Dettaglio della Crocefissione, convento di San Marco (Firenze) |
Secondo il meccanismo sociale noto come principio di Peter, se premiamo le persone competenti con una promozione, presto o tardi le porteremo a un livello in cui non saranno più competenti: a quel punto, se non li degradiamo con altrettanta prontezza (ma è molto difficile che accada), gli incompetenti resteranno lì, e in breve tempo tutta la nostra struttura sarà composta di gente sbagliata nel posto sbagliato. Giovanni da Fiesole seppe riconoscere il livello di incompetenza nel momento in cui stava per oltrepassarlo, insomma ebbe l'accortezza di restare al suo posto: la sua competenza, sin da ragazzo, era stata la pittura, e la pittura fu tutta la sua vita. Questo è più o meno quello che ci racconta Vasari, partendo forse dall'osservazione che se aveva davvero dipinto tutte le opere che gli venivano attribuite, l'Angelico doveva essere stato un lavoratore instancabile ("Lavorò tante cose questo padre, che sono per le case de’ cittadini di Firenze, che io resto qualche volta maravigliato, come tanto e tanto bene potesse, eziandio in molti anni, condurre perfettamente un uomo solo"). Eppure.
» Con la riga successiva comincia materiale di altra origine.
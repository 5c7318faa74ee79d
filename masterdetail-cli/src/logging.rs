//! Log setup. The terminal belongs to the UI, so events go to a file when
//! one is given and are dropped otherwise, unless the UI is disabled.

use std::{fs::OpenOptions, io, path::Path, sync::Mutex};

use tracing::Level;
use tracing_subscriber::{EnvFilter, fmt, layer::SubscriberExt, util::SubscriberInitExt};

pub fn level_for(verbosity: u8) -> Level {
    match verbosity {
        0 => Level::WARN,
        1 => Level::INFO,
        2 => Level::DEBUG,
        _ => Level::TRACE,
    }
}

/// `RUST_LOG` wins over the verbosity flag when set.
fn env_filter(level: Level) -> EnvFilter {
    EnvFilter::try_from_default_env()
        .unwrap_or_else(|_| EnvFilter::new(format!("masterdetail={level},masterdetail_cli={level}")))
}

pub fn init(level: Level, log_file: Option<&Path>, to_stderr: bool) -> io::Result<()> {
    let filter = env_filter(level);
    match log_file {
        Some(path) => {
            let file = OpenOptions::new().create(true).append(true).open(path)?;
            tracing_subscriber::registry()
                .with(filter)
                .with(fmt::layer().with_writer(Mutex::new(file)).with_ansi(false))
                .init();
        }
        None if to_stderr => {
            tracing_subscriber::registry()
                .with(filter)
                .with(fmt::layer().with_writer(io::stderr).without_time())
                .init();
        }
        None => {
            tracing_subscriber::registry()
                .with(filter)
                .with(fmt::layer().with_writer(io::sink))
                .init();
        }
    }
    Ok(())
}
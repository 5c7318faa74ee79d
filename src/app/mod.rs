//! Terminal front end for a [`crate::MasterDetail`] session.

mod keymap;
mod runtime;
mod status;
mod terminal;
mod view;

pub use runtime::{MasterDetailApp, UiExit};
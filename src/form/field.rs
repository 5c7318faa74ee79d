use crossterm::event::{KeyCode, KeyEvent, KeyModifiers};
use serde_json::Value;

use crate::domain::{FieldKind, FieldSchema};

use super::{
    convert::{date_value, string_value, value_to_string},
    error::{BindError, FieldCoercionError},
};

#[derive(Debug, Clone, PartialEq, Eq)]
pub enum FieldValue {
    Text(String),
    Bool(bool),
}

/// A value supplied by the user for one field.
#[derive(Debug, Clone, PartialEq, Eq)]
pub enum FieldInput {
    Text(String),
    Bool(bool),
}

impl From<&str> for FieldInput {
    fn from(value: &str) -> Self {
        FieldInput::Text(value.to_string())
    }
}

impl From<String> for FieldInput {
    fn from(value: String) -> Self {
        FieldInput::Text(value)
    }
}

impl From<bool> for FieldInput {
    fn from(value: bool) -> Self {
        FieldInput::Bool(value)
    }
}

#[derive(Debug, Clone)]
pub struct FieldState {
    pub schema: FieldSchema,
    pub value: FieldValue,
    /// Set by user edits only; programmatic seeding leaves it untouched.
    pub dirty: bool,
    pub error: Option<String>,
}

impl FieldState {
    pub fn from_schema(schema: FieldSchema) -> Self {
        let value = match schema.kind {
            FieldKind::Text | FieldKind::Date => FieldValue::Text(String::new()),
            FieldKind::Boolean => FieldValue::Bool(false),
        };
        FieldState {
            schema,
            value,
            dirty: false,
            error: None,
        }
    }

    pub fn name(&self) -> &str {
        &self.schema.name
    }

    pub fn seed_value(&mut self, value: &Value) {
        match &mut self.value {
            FieldValue::Text(buffer) => *buffer = value_to_string(value),
            FieldValue::Bool(flag) => *flag = value.as_bool().unwrap_or(false),
        }
        self.dirty = false;
        self.error = None;
    }

    pub fn assign(&mut self, input: FieldInput) -> Result<(), BindError> {
        match (&mut self.value, input) {
            (FieldValue::Text(buffer), FieldInput::Text(text)) => *buffer = text,
            (FieldValue::Bool(flag), FieldInput::Bool(value)) => *flag = value,
            (_, FieldInput::Text(_)) => return Err(self.mismatch("text")),
            (_, FieldInput::Bool(_)) => return Err(self.mismatch("boolean")),
        }
        self.after_edit();
        Ok(())
    }

    pub fn handle_key(&mut self, key: &KeyEvent) -> bool {
        let changed = match &mut self.value {
            FieldValue::Text(buffer) => match key.code {
                KeyCode::Char(ch) => {
                    if key.modifiers.contains(KeyModifiers::CONTROL) {
                        return false;
                    }
                    buffer.push(ch);
                    true
                }
                KeyCode::Backspace => buffer.pop().is_some(),
                KeyCode::Delete => {
                    let had_text = !buffer.is_empty();
                    buffer.clear();
                    had_text
                }
                _ => false,
            },
            FieldValue::Bool(value) => match key.code {
                KeyCode::Char(' ') | KeyCode::Left | KeyCode::Right => {
                    *value = !*value;
                    true
                }
                _ => false,
            },
        };
        if changed {
            self.after_edit();
        }
        changed
    }

    pub fn display_value(&self) -> String {
        match &self.value {
            FieldValue::Text(text) => text.clone(),
            FieldValue::Bool(true) => "[x]".to_string(),
            FieldValue::Bool(false) => "[ ]".to_string(),
        }
    }

    pub fn current_value(&self) -> Result<Option<Value>, FieldCoercionError> {
        match (&self.schema.kind, &self.value) {
            (FieldKind::Text, FieldValue::Text(text)) => string_value(text, &self.schema),
            (FieldKind::Date, FieldValue::Text(text)) => date_value(text, &self.schema),
            (FieldKind::Boolean, FieldValue::Bool(value)) => Ok(Some(Value::Bool(*value))),
            _ => Err(FieldCoercionError {
                pointer: self.schema.pointer.clone(),
                message: "field value does not match its kind".to_string(),
            }),
        }
    }

    pub fn clear_error(&mut self) {
        self.error = None;
    }

    pub fn set_error(&mut self, message: String) {
        self.error = Some(message);
    }

    fn after_edit(&mut self) {
        self.dirty = true;
        self.error = None;
    }

    fn mismatch(&self, given: &'static str) -> BindError {
        BindError::KindMismatch {
            field: self.schema.name.clone(),
            given,
        }
    }
}

#[cfg(test)]
mod tests {
    use super::*;

    fn field(kind: FieldKind) -> FieldState {
        FieldState::from_schema(FieldSchema {
            name: "name".to_string(),
            pointer: "/name".to_string(),
            title: "Name".to_string(),
            description: None,
            kind,
            required: false,
        })
    }

    #[test]
    fn seeding_does_not_mark_dirty() {
        let mut state = field(FieldKind::Text);
        state.seed_value(&Value::String("Ada".into()));
        assert_eq!(state.display_value(), "Ada");
        assert!(!state.dirty);
    }

    #[test]
    fn typing_marks_dirty_and_clears_error() {
        let mut state = field(FieldKind::Text);
        state.set_error("bad".into());
        assert!(state.handle_key(&KeyEvent::new(KeyCode::Char('A'), KeyModifiers::SHIFT)));
        assert!(state.dirty);
        assert!(state.error.is_none());
        assert_eq!(state.display_value(), "A");
    }

    #[test]
    fn control_chords_and_empty_backspace_are_ignored() {
        let mut state = field(FieldKind::Text);
        let ctrl_a = KeyEvent::new(KeyCode::Char('a'), KeyModifiers::CONTROL);
        assert!(!state.handle_key(&ctrl_a));
        assert!(!state.handle_key(&KeyEvent::new(KeyCode::Backspace, KeyModifiers::NONE)));
        assert!(!state.dirty);
    }

    #[test]
    fn space_toggles_booleans() {
        let mut state = field(FieldKind::Boolean);
        assert!(state.handle_key(&KeyEvent::new(KeyCode::Char(' '), KeyModifiers::NONE)));
        assert_eq!(state.value, FieldValue::Bool(true));
        assert_eq!(state.current_value().unwrap(), Some(Value::Bool(true)));
    }

    #[test]
    fn assign_rejects_wrong_input_kind() {
        let mut state = field(FieldKind::Boolean);
        let err = state.assign(FieldInput::from("yes")).unwrap_err();
        assert!(matches!(err, BindError::KindMismatch { given: "text", .. }));
        assert!(!state.dirty);
    }
}
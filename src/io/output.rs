use std::{
    fs,
    io::{self, Write},
    path::{Path, PathBuf},
};

use anyhow::{Context, Result};
use serde::Serialize;

use super::DocumentFormat;

/// Where an exported document is written.
#[derive(Debug, Clone, PartialEq, Eq)]
pub enum OutputDestination {
    Stdout,
    File(PathBuf),
}

impl OutputDestination {
    pub fn file(path: impl AsRef<Path>) -> Self {
        OutputDestination::File(path.as_ref().to_path_buf())
    }

    /// `-` means stdout; anything else is a file path.
    pub fn parse(raw: &str) -> Self {
        if raw == "-" {
            OutputDestination::Stdout
        } else {
            OutputDestination::file(raw)
        }
    }
}

#[derive(Debug, Clone)]
pub struct OutputOptions {
    pub format: DocumentFormat,
    pub pretty: bool,
    pub destinations: Vec<OutputDestination>,
}

impl OutputOptions {
    pub fn new(format: DocumentFormat) -> Self {
        Self {
            format,
            pretty: true,
            destinations: Vec::new(),
        }
    }

    pub fn with_pretty(mut self, pretty: bool) -> Self {
        self.pretty = pretty;
        self
    }

    pub fn add_destination(mut self, destination: OutputDestination) -> Self {
        self.destinations.push(destination);
        self
    }
}

impl Default for OutputOptions {
    fn default() -> Self {
        Self::new(DocumentFormat::Json)
    }
}

/// Serialize `value` once and write it to every configured destination.
pub fn emit<T: Serialize + ?Sized>(value: &T, options: &OutputOptions) -> Result<()> {
    if options.destinations.is_empty() {
        return Ok(());
    }
    let payload = render(value, options)?;
    for destination in &options.destinations {
        match destination {
            OutputDestination::Stdout => write_stdout(&payload).context("failed to write to stdout")?,
            OutputDestination::File(path) => write_file(path, &payload)
                .with_context(|| format!("failed to write {}", path.display()))?,
        }
    }
    Ok(())
}

fn render<T: Serialize + ?Sized>(value: &T, options: &OutputOptions) -> Result<String> {
    let text = match options.format {
        DocumentFormat::Json if options.pretty => serde_json::to_string_pretty(value)?,
        DocumentFormat::Json => serde_json::to_string(value)?,
        #[cfg(feature = "yaml")]
        DocumentFormat::Yaml => serde_yaml::to_string(value)?,
        #[cfg(feature = "toml")]
        DocumentFormat::Toml if options.pretty => toml::to_string_pretty(value)?,
        #[cfg(feature = "toml")]
        DocumentFormat::Toml => toml::to_string(value)?,
    };
    Ok(text)
}

fn write_stdout(payload: &str) -> io::Result<()> {
    let mut stdout = io::stdout().lock();
    writeln!(stdout, "{payload}")?;
    stdout.flush()
}

/// Write next to the target and rename over it so readers never see a
/// half-written snapshot.
fn write_file(path: &Path, payload: &str) -> io::Result<()> {
    if let Some(parent) = path.parent().filter(|dir| !dir.as_os_str().is_empty()) {
        fs::create_dir_all(parent)?;
    }
    let staging = path.with_extension("partial");
    fs::write(&staging, format!("{payload}\n"))?;
    fs::rename(&staging, path)
}

#[cfg(test)]
mod tests {
    use super::*;
    use serde_json::json;
    use std::time::{SystemTime, UNIX_EPOCH};

    fn scratch_path(name: &str) -> PathBuf {
        let nanos = SystemTime::now()
            .duration_since(UNIX_EPOCH)
            .unwrap()
            .as_nanos();
        std::env::temp_dir()
            .join(format!("masterdetail-{name}-{nanos}"))
            .join("people.json")
    }

    #[test]
    fn no_destinations_is_a_noop() {
        emit(&json!({"rows": []}), &OutputOptions::default()).unwrap();
    }

    #[test]
    fn file_destination_creates_parent_directories() {
        let path = scratch_path("emit");
        let options = OutputOptions::new(DocumentFormat::Json)
            .with_pretty(false)
            .add_destination(OutputDestination::file(&path));
        emit(&json!({"nextId": 3, "rows": []}), &options).unwrap();
        let written = fs::read_to_string(&path).unwrap();
        assert_eq!(written.trim(), r#"{"nextId":3,"rows":[]}"#);
        assert!(!path.with_extension("partial").exists());
        fs::remove_dir_all(path.parent().unwrap()).ok();
    }

    #[test]
    fn dash_means_stdout() {
        assert_eq!(OutputDestination::parse("-"), OutputDestination::Stdout);
        assert_eq!(
            OutputDestination::parse("out.json"),
            OutputDestination::file("out.json")
        );
    }
}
Eppure sappiamo che fra Giovanni non era solo il Maestro Beato Angelico. Nel 1450 sarebbe diventato priore del suo convento a Fiesole (subentrando a un fratello defunto). Già in precedenza aveva accettato incarichi amministrativi – quel tipo di accolli che un artista puro dovrebbe rifuggire come la peste. E la stessa generosa offerta che declinò, della cattedra arcivescovile di una capitale come Firenze, dimostra l'alta considerazione del papa per un uomo che conosceva di persona e che evidentemente doveva mostrare altre doti oltre a quella, indiscutibile, per la pittura. È possibile che già intorno al 1440 l'Angelico (ormai conosciuto ben oltre i confini della Toscana) più che un pittore fosse diventato il direttore artistico del suo brand: la rapidità con la quale completa uno dei suoi lavori più famosi e titanici, il ciclo di affreschi del nuovo convento domenicano di San Marco a Firenze, ci fa supporre che a realizzarli sia stata una vera e propria squadra di collaboratori, in grado di replicare lo stile del Maestro (il quale magari interveniva direttamente nei punti decisivi, come i volti che negli affreschi calamitano l'attenzione e sembrano tanto più moderni degli sfondi in cui sono immersi).
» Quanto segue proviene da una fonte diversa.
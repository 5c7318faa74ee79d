use thiserror::Error;

#[derive(Error, Debug, Clone, PartialEq, Eq)]
pub enum RouteError {
    #[error("'{0}' does not match this view's route")]
    NoMatch(String),

    #[error("'{0}' is not a record id")]
    InvalidId(String),

    #[error("unknown route action '{0}'")]
    UnknownAction(String),

    #[error("invalid route template: {0}")]
    Template(String),
}
use std::fmt;

use serde_json::Value;

use crate::{
    domain::{Entity, SamplePerson},
    form::value_to_string,
};

use super::error::ListError;

pub const CHECKED: &str = "✔";
pub const UNCHECKED: &str = "·";

/// What a grid cell is read from.
pub enum ColumnSource<E> {
    /// The stored property of the same name, rendered as text.
    Field(String),
    /// A boolean property rendered as a check mark.
    CheckMark(String),
    /// Computed from the whole record; has no stored counterpart.
    Derived(fn(&E) -> String),
}

impl<E> ColumnSource<E> {
    /// The stored property sorting would order by, if any.
    pub fn backing_field(&self) -> Option<&str> {
        match self {
            ColumnSource::Field(name) | ColumnSource::CheckMark(name) => Some(name),
            ColumnSource::Derived(_) => None,
        }
    }
}

impl<E> Clone for ColumnSource<E> {
    fn clone(&self) -> Self {
        match self {
            ColumnSource::Field(name) => ColumnSource::Field(name.clone()),
            ColumnSource::CheckMark(name) => ColumnSource::CheckMark(name.clone()),
            ColumnSource::Derived(render) => ColumnSource::Derived(*render),
        }
    }
}

impl<E> fmt::Debug for ColumnSource<E> {
    fn fmt(&self, f: &mut fmt::Formatter<'_>) -> fmt::Result {
        match self {
            ColumnSource::Field(name) => f.debug_tuple("Field").field(name).finish(),
            ColumnSource::CheckMark(name) => f.debug_tuple("CheckMark").field(name).finish(),
            ColumnSource::Derived(_) => f.write_str("Derived(..)"),
        }
    }
}

#[derive(Debug, Clone)]
pub struct Column<E> {
    pub key: String,
    pub header: String,
    pub source: ColumnSource<E>,
    pub sortable: bool,
    pub visible: bool,
}

impl<E> Column<E> {
    pub fn field(name: impl Into<String>, header: impl Into<String>) -> Self {
        let name = name.into();
        Self {
            key: name.clone(),
            header: header.into(),
            source: ColumnSource::Field(name),
            sortable: true,
            visible: true,
        }
    }

    pub fn check_mark(name: impl Into<String>, header: impl Into<String>) -> Self {
        let name = name.into();
        Self {
            key: name.clone(),
            header: header.into(),
            source: ColumnSource::CheckMark(name),
            sortable: true,
            visible: true,
        }
    }

    /// Derived columns start unsortable.
    pub fn derived(key: impl Into<String>, header: impl Into<String>, render: fn(&E) -> String) -> Self {
        Self {
            key: key.into(),
            header: header.into(),
            source: ColumnSource::Derived(render),
            sortable: false,
            visible: true,
        }
    }

    pub fn sortable(mut self, sortable: bool) -> Self {
        self.sortable = sortable;
        self
    }

    pub fn hidden(mut self) -> Self {
        self.visible = false;
        self
    }

    /// `row` is the record's JSON form; derived columns read `record` instead.
    pub fn render(&self, record: &E, row: &Value) -> String {
        match &self.source {
            ColumnSource::Field(name) => row.get(name).map(value_to_string).unwrap_or_default(),
            ColumnSource::CheckMark(name) => {
                if row.get(name).and_then(Value::as_bool).unwrap_or(false) {
                    CHECKED.to_string()
                } else {
                    UNCHECKED.to_string()
                }
            }
            ColumnSource::Derived(render) => render(record),
        }
    }
}

/// The grid's column set, in display order.
#[derive(Debug, Clone)]
pub struct Columns<E> {
    columns: Vec<Column<E>>,
}

impl<E> Columns<E> {
    pub fn new(columns: Vec<Column<E>>) -> Result<Self, ListError> {
        for (index, column) in columns.iter().enumerate() {
            if column.sortable && column.source.backing_field().is_none() {
                return Err(ListError::UnsortableColumn(column.key.clone()));
            }
            if columns[..index].iter().any(|other| other.key == column.key) {
                return Err(ListError::DuplicateColumn(column.key.clone()));
            }
        }
        Ok(Self { columns })
    }

    pub fn get(&self, key: &str) -> Option<&Column<E>> {
        self.columns.iter().find(|column| column.key == key)
    }

    pub fn all(&self) -> &[Column<E>] {
        &self.columns
    }

    pub fn visible(&self) -> impl Iterator<Item = &Column<E>> {
        self.columns.iter().filter(|column| column.visible)
    }

    pub fn len(&self) -> usize {
        self.columns.len()
    }

    pub fn is_empty(&self) -> bool {
        self.columns.is_empty()
    }

    /// Flip a column's visibility and return the new state.
    pub fn toggle_visibility(&mut self, key: &str) -> Result<bool, ListError> {
        let visible_count = self.visible().count();
        let column = self
            .columns
            .iter_mut()
            .find(|column| column.key == key)
            .ok_or_else(|| ListError::UnknownColumn(key.to_string()))?;
        if column.visible && visible_count == 1 {
            return Err(ListError::LastVisibleColumn);
        }
        column.visible = !column.visible;
        Ok(column.visible)
    }

    /// The stored field a sortable column orders by.
    pub fn sort_field(&self, key: &str) -> Result<&str, ListError> {
        let column = self
            .get(key)
            .ok_or_else(|| ListError::UnknownColumn(key.to_string()))?;
        if !column.sortable {
            return Err(ListError::UnsortableColumn(key.to_string()));
        }
        column
            .source
            .backing_field()
            .ok_or_else(|| ListError::UnsortableColumn(key.to_string()))
    }
}

impl<E: Entity> Columns<E> {
    /// Render the visible cells of one record.
    pub fn row_cells(&self, record: &E) -> Vec<String> {
        let row = serde_json::to_value(record).unwrap_or(Value::Null);
        self.visible().map(|column| column.render(record, &row)).collect()
    }
}

fn full_name(person: &SamplePerson) -> String {
    format!("{} {}", person.first_name, person.last_name)
}

/// Grid layout of the person view. "Important" sorts by the stored flag.
pub fn person_columns() -> Columns<SamplePerson> {
    let columns = vec![
        Column::field("firstName", "First Name"),
        Column::field("lastName", "Last Name"),
        Column::derived("fullName", "Name", full_name).hidden(),
        Column::field("email", "Email"),
        Column::field("phone", "Phone"),
        Column::field("dateOfBirth", "Date Of Birth"),
        Column::field("occupation", "Occupation"),
        Column::field("role", "Role"),
        Column::check_mark("important", "Important"),
    ];
    Columns { columns }
}
use std::{path::Path, time::Duration};

use anyhow::{Context, Result};
use serde::{Deserialize, Serialize};

use crate::io::{DocumentFormat, decode_document, load_document};

/// When field errors are projected onto the form.
#[derive(Debug, Clone, Copy, PartialEq, Eq, Default, Serialize, Deserialize)]
#[serde(rename_all = "camelCase")]
pub enum ValidationMode {
    /// After every edit.
    #[default]
    Eager,
    /// Only when a save is attempted.
    OnSubmit,
}

/// Feature switches of the master-detail view plus terminal knobs.
#[derive(Debug, Clone, PartialEq, Eq, Serialize, Deserialize)]
#[serde(rename_all = "camelCase", default)]
pub struct ViewOptions {
    /// Mirror the edited record's id into the URL.
    pub deep_linking: bool,
    pub validation: ValidationMode,
    /// Let the user hide and show grid columns.
    pub column_menu: bool,
    pub page_size: usize,
    /// Ask before quitting with unsaved edits.
    pub confirm_exit: bool,
    pub show_help: bool,
    pub tick_rate_ms: u64,
}

impl Default for ViewOptions {
    fn default() -> Self {
        Self {
            deep_linking: true,
            validation: ValidationMode::Eager,
            column_menu: false,
            page_size: 50,
            confirm_exit: true,
            show_help: true,
            tick_rate_ms: 250,
        }
    }
}

impl ViewOptions {
    pub fn with_deep_linking(mut self, enabled: bool) -> Self {
        self.deep_linking = enabled;
        self
    }

    pub fn with_validation(mut self, mode: ValidationMode) -> Self {
        self.validation = mode;
        self
    }

    pub fn with_column_menu(mut self, enabled: bool) -> Self {
        self.column_menu = enabled;
        self
    }

    pub fn with_page_size(mut self, page_size: usize) -> Self {
        self.page_size = page_size.max(1);
        self
    }

    pub fn with_confirm_exit(mut self, confirm: bool) -> Self {
        self.confirm_exit = confirm;
        self
    }

    pub fn with_help(mut self, show: bool) -> Self {
        self.show_help = show;
        self
    }

    pub fn with_tick_rate(mut self, tick_rate: Duration) -> Self {
        self.tick_rate_ms = u64::try_from(tick_rate.as_millis()).unwrap_or(u64::MAX);
        self
    }

    pub fn tick_rate(&self) -> Duration {
        Duration::from_millis(self.tick_rate_ms)
    }

    pub fn from_document(contents: &str, format: DocumentFormat) -> Result<Self> {
        let options: Self =
            decode_document(contents, format).context("invalid view options document")?;
        Ok(options.normalized())
    }

    pub fn load(path: &Path) -> Result<Self> {
        let options: Self = load_document(path)
            .with_context(|| format!("invalid view options in {}", path.display()))?;
        Ok(options.normalized())
    }

    fn normalized(self) -> Self {
        let page_size = self.page_size;
        self.with_page_size(page_size)
    }
}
È la stessa squadra che una volta trasferitasi a Roma, riesce durante un intervallo di poche settimane a Orvieto a decorare una buona parte della cappella di San Brizio (che poi Signorelli completerà con quegli straordinari affreschi sulla fine del mondo). Professionisti rapidi che procurano all'ordine domenicano appalti prestigiosi e remunerativi. Lo stile sviluppato dal loro leader è precisamente quello che i committenti religiosi dovevano preferire: una via intermedia tra le eleganze tardo-gotiche di Gentile da Fabriano e la rivoluzione realista di Masaccio: panorami naturali ma non troppo, che non distraggano dalla gentilezza delle figure in primo piano, piacevoli – annota Vasari – ma mai sensuali.
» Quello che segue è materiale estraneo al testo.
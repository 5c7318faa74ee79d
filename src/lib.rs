#![deny(rust_2018_idioms)]

#[cfg(feature = "tui")]
pub mod app;
pub mod config;
pub mod controller;
pub mod domain;
pub mod form;
pub mod io;
pub mod list;
pub mod nav;
pub mod notify;
pub mod store;

#[cfg(feature = "tui")]
pub use app::{MasterDetailApp, UiExit};
pub use config::{ValidationMode, ViewOptions};
pub use controller::{MasterDetail, SaveOutcome, SessionState};
pub use domain::{Entity, EntityId, SamplePerson};
pub use store::{MemoryStore, RecordStore, StoreError};

pub mod prelude {
    #[cfg(feature = "tui")]
    pub use super::app::{MasterDetailApp, UiExit};
    pub use super::{
        Entity, MasterDetail, MemoryStore, RecordStore, SamplePerson, SaveOutcome, SessionState,
        ValidationMode, ViewOptions,
    };
}
mod format;
mod input;
mod output;

pub use format::DocumentFormat;
pub use input::{decode_document, load_document};
pub use output::{OutputDestination, OutputOptions, emit};
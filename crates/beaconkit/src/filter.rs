//! Scan filters

use serde::{Deserialize, Serialize};
use smallvec::SmallVec;
use uuid::Uuid;

use crate::types::{DeviceAddress, DiscoveredDevice};

/// Filters attached to one scan session; empty matches every advertisement
pub type FilterSet = SmallVec<[ScanFilter; 2]>;

/// Criterion a discovered device must meet to be reported
#[derive(Debug, Clone, PartialEq, Eq, Serialize, Deserialize)]
pub enum ScanFilter {
    /// Advertises the service UUID, in a UUID list or as service data
    ServiceUuid(Uuid),
    Address(DeviceAddress),
    /// Local name starts with the prefix
    NamePrefix(String),
    /// iBeacon in the region, optionally narrowed to a major/minor
    IBeacon {
        region: Uuid,
        major: Option<u16>,
        minor: Option<u16>,
    },
}

impl ScanFilter {
    /// Any beacon in `region`
    pub fn ibeacon_region(region: Uuid) -> Self {
        ScanFilter::IBeacon {
            region,
            major: None,
            minor: None,
        }
    }

    pub fn matches(&self, device: &DiscoveredDevice) -> bool {
        match self {
            ScanFilter::ServiceUuid(uuid) => device.service_uuids().contains(uuid),
            ScanFilter::Address(address) => device.address.matches(address),
            ScanFilter::NamePrefix(prefix) => device
                .local_name()
                .is_some_and(|name| name.starts_with(prefix.as_str())),
            ScanFilter::IBeacon {
                region,
                major,
                minor,
            } => device.ibeacon().is_some_and(|beacon| {
                beacon.region == *region
                    && major.map_or(true, |m| m == beacon.major)
                    && minor.map_or(true, |m| m == beacon.minor)
            }),
        }
    }
}

/// True when `filters` is empty or any filter matches
pub fn matches_any(filters: &[ScanFilter], device: &DiscoveredDevice) -> bool {
    filters.is_empty() || filters.iter().any(|filter| filter.matches(device))
}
Dopodiché non è nemmeno impossibile che fra Giovanni piangesse tutte le volte che dipingeva una crocifissione, come raccontano: la religiosità che emanano le sue composizioni è innegabile, e unita alla sua fama di frate modesto e pio fece sì che l'arte di Beato Angelico diventasse un modello per la pittura sacra, in contrapposizione a quella di altri maestri del primo rinascimento dallo stile più mondano, che un confratello della generazione successiva, Girolamo Savonarola, avrebbe fatto bruciare nel rogo purificatore in Piazza della Signoria; ma le opere di Giovanni a quanto pare non furono toccate. Chiamato "Angelico" già dai contemporanei, e "Beato" dai primi biografi, fra Giovanni è stato ufficialmente beatificato assai più tardi, nel 1982 da Giovanni Paolo II, che contestualmente l'ha nominato patrono degli artisti.